Она поправляла мое одеяло, целовала меня, разбуженную и почти спящую, в щеку и выходила из комнаты.
Она на самом деле редко задерживалась. Как правило, с работы она могла зайти только в магазин за продуктами, а потом спешила домой, ко мне. Когда же задерживалась я, моей сестрой это воспринималось как тяжелейшее преступление против семьи, и когда такое со мной случалось, я чувствовала себя страшно виноватой и страдала рядом с обиженной и замкнувшейся в себе сестрой.
Марина – прирожденный педагог, она филолог, как и я, и преподает в обычной школе. Я же – в Кропоткинском лицее (для непосвященных, это один из самых престижных лицеев города, где обучение стоит больших денег и куда не так-то просто попасть в качестве ученика, не говоря уже о том, чтобы устроиться туда преподавателем). Моей сестре тридцать два года, она человек целеустремленный, серьезный, ответственный, умеющий любить, и я не знаю, как бы сложилась моя жизнь, если бы у меня не было Марины. Должно быть, я пошла бы по наклонной (так, во всяком случае, она и говорит).
Так вот. В то утро я вдруг отчетливо поняла, что Марины в доме нет. Точнее, в квартире. Потому что если бы она была дома, то даже до моей спальни добрались бы аромат кофе или запах яичницы. Да и звуков было бы куда больше. Это и хлопанье дверей, шум льющейся воды, стук дверцы кухонного шкафа, фарфоровое звяканье посуды, характерный звук открывающегося холодильника, шаги, тихая электронная мелодия, оповещающая конец стирки нашей новой стиральной машинки, или тихий голос моей сестры, разговаривающей по телефону.

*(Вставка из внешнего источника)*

//! Descriptions of stored datasets

use crate::cube::Dataset;
use crate::gridmapping::{crs_from_dataset, GridMapping};
use crate::types::DataType;
use crate::utils::format_datetime;
use indexmap::IndexMap;
use serde::{Deserialize, Serialize};
use serde_json::{Map, Value};

/// Describes a data variable of a dataset
#[derive(Debug, Clone, PartialEq, Serialize, Deserialize)]
pub struct VariableDescriptor {
    pub name: String,
    pub dtype: DataType,
    pub dims: Vec<String>,
    #[serde(default, skip_serializing_if = "Map::is_empty")]
    pub attrs: Map<String, Value>,
}

/// Describes a dataset without its data
#[derive(Debug, Clone, PartialEq, Serialize, Deserialize)]
pub struct DatasetDescriptor {
    pub data_id: String,
    pub dims: IndexMap<String, usize>,
    /// `(x_min, y_min, x_max, y_max)` in the dataset's CRS
    #[serde(default, skip_serializing_if = "Option::is_none")]
    pub bbox: Option<(f64, f64, f64, f64)>,
    #[serde(default, skip_serializing_if = "Option::is_none")]
    pub crs: Option<String>,
    #[serde(default, skip_serializing_if = "Option::is_none")]
    pub spatial_res: Option<f64>,
    /// First and last time label as ISO 8601 strings
    #[serde(default, skip_serializing_if = "Option::is_none")]
    pub time_range: Option<(String, String)>,
    pub data_vars: Vec<VariableDescriptor>,
    #[serde(default, skip_serializing_if = "Map::is_empty")]
    pub attrs: Map<String, Value>,
}

impl DatasetDescriptor {
    /// Describe `dataset` stored under `data_id`
    pub fn from_dataset(data_id: impl Into<String>, dataset: &Dataset) -> Self {
        let grid_mapping = GridMapping::from_dataset(dataset, None).ok();
        let time_range = dataset.time_labels().ok().and_then(|labels| {
            let first = labels.iter().min()?;
            let last = labels.iter().max()?;
            Some((format_datetime(first), format_datetime(last)))
        });
        let data_vars = dataset
            .data_vars
            .iter()
            .map(|(name, var)| VariableDescriptor {
                name: name.clone(),
                dtype: var.dtype,
                dims: var.dims.clone(),
                attrs: var.attrs.clone(),
            })
            .collect();
        Self {
            data_id: data_id.into(),
            dims: dataset.dims.clone(),
            bbox: grid_mapping.as_ref().map(|gm| gm.xy_bbox),
            crs: grid_mapping
                .as_ref()
                .map(|gm| gm.crs.name())
                .or_else(|| Some(crs_from_dataset(dataset).name())),
            spatial_res: grid_mapping.as_ref().map(|gm| gm.xy_res.0),
            time_range,
            data_vars,
            attrs: dataset.attrs.clone(),
        }
    }

    pub fn title(&self) -> Option<&str> {
        self.attrs.get("title").and_then(Value::as_str)
    }
}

Как же могло такое случиться или, вернее, что же такого могло случиться, чтобы Марина вчера не вернулась домой? Куда она пошла? Что она говорила? Возможно, я и запомнила бы это или хотя бы знала, если бы не эта неприятная история с конфетами.

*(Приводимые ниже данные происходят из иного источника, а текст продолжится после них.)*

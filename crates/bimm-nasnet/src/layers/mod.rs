//! Common low-level modules for adding layers and operations in Burn.
pub mod blocks;
pub mod pad;
pub mod pool;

Ну да, я купила дорогущие шоколадные конфеты, Michel Cluizel, заплатив за драгоценную коробочку больше трех тысяч рублей. Решила покутить с получки. Что в этом такого? Так хотелось попробовать мне знаменитых французских конфет. Купила, принесла домой, заварила чай и стала дожидаться прихода с работы моей сестры. Она пришла, увидела коробку на столе, пожала плечами и пошла переодеваться.
– Марина, посмотри, какие конфеты я купила, – сказала я. – Помнишь, я рассказывала тебе о них?

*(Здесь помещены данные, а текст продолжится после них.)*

//! # Separable Convolution Blocks
//!
//! * [`SeparableConvNorm2d`] - depthwise conv, pointwise conv, batch norm.
//! * [`SeparableBranch`] - the `NASNet` separable branch:
//!   ``relu -> sep_conv_norm(stride) -> relu -> sep_conv_norm(1)``.
//!
//! All convolutions use `SAME` padding and no bias.

use crate::compat::conv_shape::same_output_shape;
use crate::layers::blocks::conv_norm::nasnet_batch_norm_config;
use crate::layers::pad::pad_same;
use bimm_contracts::{assert_shape_contract_periodically, unpack_shape_contract};
use burn::config::Config;
use burn::module::Module;
use burn::nn::conv::{Conv2d, Conv2dConfig};
use burn::nn::{BatchNorm, PaddingConfig2d, Relu};
use burn::prelude::{Backend, Tensor};

/// [`SeparableConvNorm2d`] Meta.
pub trait SeparableConvNorm2dMeta {
    /// Number of input channels.
    fn in_channels(&self) -> usize;

    /// Number of output channels.
    fn out_channels(&self) -> usize;

    /// Square kernel size.
    fn kernel_size(&self) -> usize;

    /// Square stride.
    fn stride(&self) -> usize;

    /// Get the output resolution for a given input resolution.
    fn output_resolution(
        &self,
        input_resolution: [usize; 2],
    ) -> [usize; 2] {
        same_output_shape(input_resolution, [self.stride(), self.stride()])
    }
}

/// [`SeparableConvNorm2d`] Config.
#[derive(Config, Debug)]
pub struct SeparableConvNorm2dConfig {
    /// Number of input channels.
    pub in_channels: usize,

    /// Number of output channels.
    pub out_channels: usize,

    /// Square kernel size of the depthwise conv.
    pub kernel_size: usize,

    /// Stride of the depthwise conv.
    #[config(default = 1)]
    pub stride: usize,
}

impl SeparableConvNorm2dMeta for SeparableConvNorm2dConfig {
    fn in_channels(&self) -> usize {
        self.in_channels
    }

    fn out_channels(&self) -> usize {
        self.out_channels
    }

    fn kernel_size(&self) -> usize {
        self.kernel_size
    }

    fn stride(&self) -> usize {
        self.stride
    }
}

impl SeparableConvNorm2dConfig {
    /// Initialize a [`SeparableConvNorm2d`].
    pub fn init<B: Backend>(
        &self,
        device: &B::Device,
    ) -> SeparableConvNorm2d<B> {
        let k = self.kernel_size;
        let s = self.stride;
        SeparableConvNorm2d {
            depthwise: Conv2dConfig::new([self.in_channels, self.in_channels], [k, k])
                .with_stride([s, s])
                .with_groups(self.in_channels)
                .with_padding(PaddingConfig2d::Valid)
                .with_bias(false)
                .init(device),
            pointwise: Conv2dConfig::new([self.in_channels, self.out_channels], [1, 1])
                .with_padding(PaddingConfig2d::Valid)
                .with_bias(false)
                .init(device),
            norm: nasnet_batch_norm_config(self.out_channels).init(device),
        }
    }
}

/// Depthwise-separable conv followed by batch norm.
///
/// Implements [`SeparableConvNorm2dMeta`].
#[derive(Module, Debug)]
pub struct SeparableConvNorm2d<B: Backend> {
    /// Depthwise ``k x k`` conv; one group per channel.
    pub depthwise: Conv2d<B>,

    /// Pointwise ``1 x 1`` conv.
    pub pointwise: Conv2d<B>,

    /// Batch norm.
    pub norm: BatchNorm<B, 2>,
}

impl<B: Backend> SeparableConvNorm2dMeta for SeparableConvNorm2d<B> {
    fn in_channels(&self) -> usize {
        self.depthwise.groups
    }

    fn out_channels(&self) -> usize {
        self.pointwise.weight.shape().dims[0]
    }

    fn kernel_size(&self) -> usize {
        self.depthwise.kernel_size[0]
    }

    fn stride(&self) -> usize {
        self.depthwise.stride[0]
    }
}

impl<B: Backend> SeparableConvNorm2d<B> {
    /// Forward Pass.
    ///
    /// # Arguments
    ///
    /// - `input`: ``[batch, in_channels, in_height, in_width]``.
    ///
    /// # Returns
    ///
    /// ``[batch, out_channels, ceil(in_height / stride), ceil(in_width / stride)]``
    pub fn forward(
        &self,
        input: Tensor<B, 4>,
    ) -> Tensor<B, 4> {
        let [batch, in_height, in_width] = unpack_shape_contract!(
            ["batch", "in_channels", "in_height", "in_width"],
            &input,
            &["batch", "in_height", "in_width"],
            &[("in_channels", self.in_channels())]
        );
        let [out_height, out_width] = self.output_resolution([in_height, in_width]);

        let x = pad_same(
            input,
            self.depthwise.kernel_size,
            self.depthwise.stride,
            self.depthwise.dilation,
            0.0,
        );
        let x = self.depthwise.forward(x);
        let x = self.pointwise.forward(x);
        let x = self.norm.forward(x);

        assert_shape_contract_periodically!(
            ["batch", "out_channels", "out_height", "out_width"],
            &x,
            &[
                ("batch", batch),
                ("out_channels", self.out_channels()),
                ("out_height", out_height),
                ("out_width", out_width)
            ]
        );

        x
    }
}

/// [`SeparableBranch`] Config.
#[derive(Config, Debug)]
pub struct SeparableBranchConfig {
    /// Number of input channels.
    pub in_channels: usize,

    /// Number of output channels; also the width of the inner block.
    pub filters: usize,

    /// Square kernel size.
    pub kernel_size: usize,

    /// Stride of the first block.
    #[config(default = 1)]
    pub stride: usize,
}

impl SeparableBranchConfig {
    /// Get the output resolution for a given input resolution.
    pub fn output_resolution(
        &self,
        input_resolution: [usize; 2],
    ) -> [usize; 2] {
        same_output_shape(input_resolution, [self.stride, self.stride])
    }

    /// Initialize a [`SeparableBranch`].
    pub fn init<B: Backend>(
        &self,
        device: &B::Device,
    ) -> SeparableBranch<B> {
        SeparableBranch {
            act: Relu::new(),
            sep1: SeparableConvNorm2dConfig::new(self.in_channels, self.filters, self.kernel_size)
                .with_stride(self.stride)
                .init(device),
            sep2: SeparableConvNorm2dConfig::new(self.filters, self.filters, self.kernel_size)
                .init(device),
        }
    }
}

/// Separable branch.
///
/// ``relu -> sep1(stride) -> relu -> sep2``
#[derive(Module, Debug)]
pub struct SeparableBranch<B: Backend> {
    /// Shared activation.
    pub act: Relu,

    /// First separable block; carries the stride.
    pub sep1: SeparableConvNorm2d<B>,

    /// Second separable block.
    pub sep2: SeparableConvNorm2d<B>,
}

impl<B: Backend> SeparableBranch<B> {
    /// Number of input channels.
    pub fn in_channels(&self) -> usize {
        self.sep1.in_channels()
    }

    /// Number of output channels.
    pub fn out_channels(&self) -> usize {
        self.sep2.out_channels()
    }

    /// Stride of the branch.
    pub fn stride(&self) -> usize {
        self.sep1.stride()
    }

    /// Forward Pass.
    pub fn forward(
        &self,
        input: Tensor<B, 4>,
    ) -> Tensor<B, 4> {
        let x = self.act.forward(input);
        let x = self.sep1.forward(x);
        let x = self.act.forward(x);
        self.sep2.forward(x)
    }
}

– Это те, что кучу денег стоят? – услышала я доносящийся из ее спальни какой-то утробный голос, из чего сделала вывод, что она стягивает с себя через голову юбку или блузку.
– Ну да…
– Я сейчас приду, – буркнула она и заявилась на кухню в халате. Выражение ее лица не предвещало ничего хорошего.
– Я понимаю, конечно, – завела она старую пластинку, – что тебе крупно повезло, что ты устроилась в Кропоткинский лицей, где платят огромные деньжищи, хотя ты, как филолог, ничуть не лучше меня, если не хуже… И вместо того, чтобы учить детей литературе и русскому языку, ты гуляешь с ними по парку, слоняешься по музеям, кормишь их пиццей… Но это твой метод воспитания, мы с тобой уже это обсуждали. Дешевый популизм. Ладно. Ты хочешь таким образом завоевать любовь своих учеников. Но вот так бездумно и легкомысленно взять и отвалить три тысячи за небольшую коробку конфет!.. Тебе что, русских конфет не хватает? Бабаевские там и другие. Вкуснейшие конфеты!
И тут она в порыве каких-то яростных чувств вскрывает коробку французских конфет, и мы обе видим, что все двадцать восемь толстеньких квадратных конфет с разноцветными марципановыми вкраплениями покрыты белым налетом. Таким нехорошим белесым пудровым налетом, как это бывает со старыми, побывавшими в холодильнике шоколадными конфетами.
– Ну вот, что я говорила?! – торжественно и как-то даже победоносно воскликнула Марина, тыча указательным пальцем в коробку. – Еще и старые купила! С червями!
Мне и самой уже неудобно перед сестрой. Зачем я потратила столько денег на эти конфеты? Что за дурь?
– Уж лучше купила бы гель для стирки белья и упаковку туалетной бумаги, все скоро закончится. И муки бы пять килограммов взяла. А еще лучше – купила бы говядины, может, хватит тебе уже жирными свиными отбивными ужинать? Ты когда на весы последний раз вставала? Ты только посмотри на себя, разжирела как свинья!
Вот кто, как не самый близкий человек, скажет мне правду? Никто. В моем коллективе все считают меня стройной, и никому в голову не придет обозвать меня жирной. Но что они знают обо мне? Да ничего. А вот моя сестра знает обо мне все. И если кому я и не безразлична по большому счету и кто заботится обо мне, так это только она, Марина. И если она считает, что я ем слишком много жирного и сладкого, то это сущая правда. И что все это вредно.
Почему я вспомнила обо всем этом в то утро? Да потому, что в квартире было нестерпимо тихо – Марина не вернулась.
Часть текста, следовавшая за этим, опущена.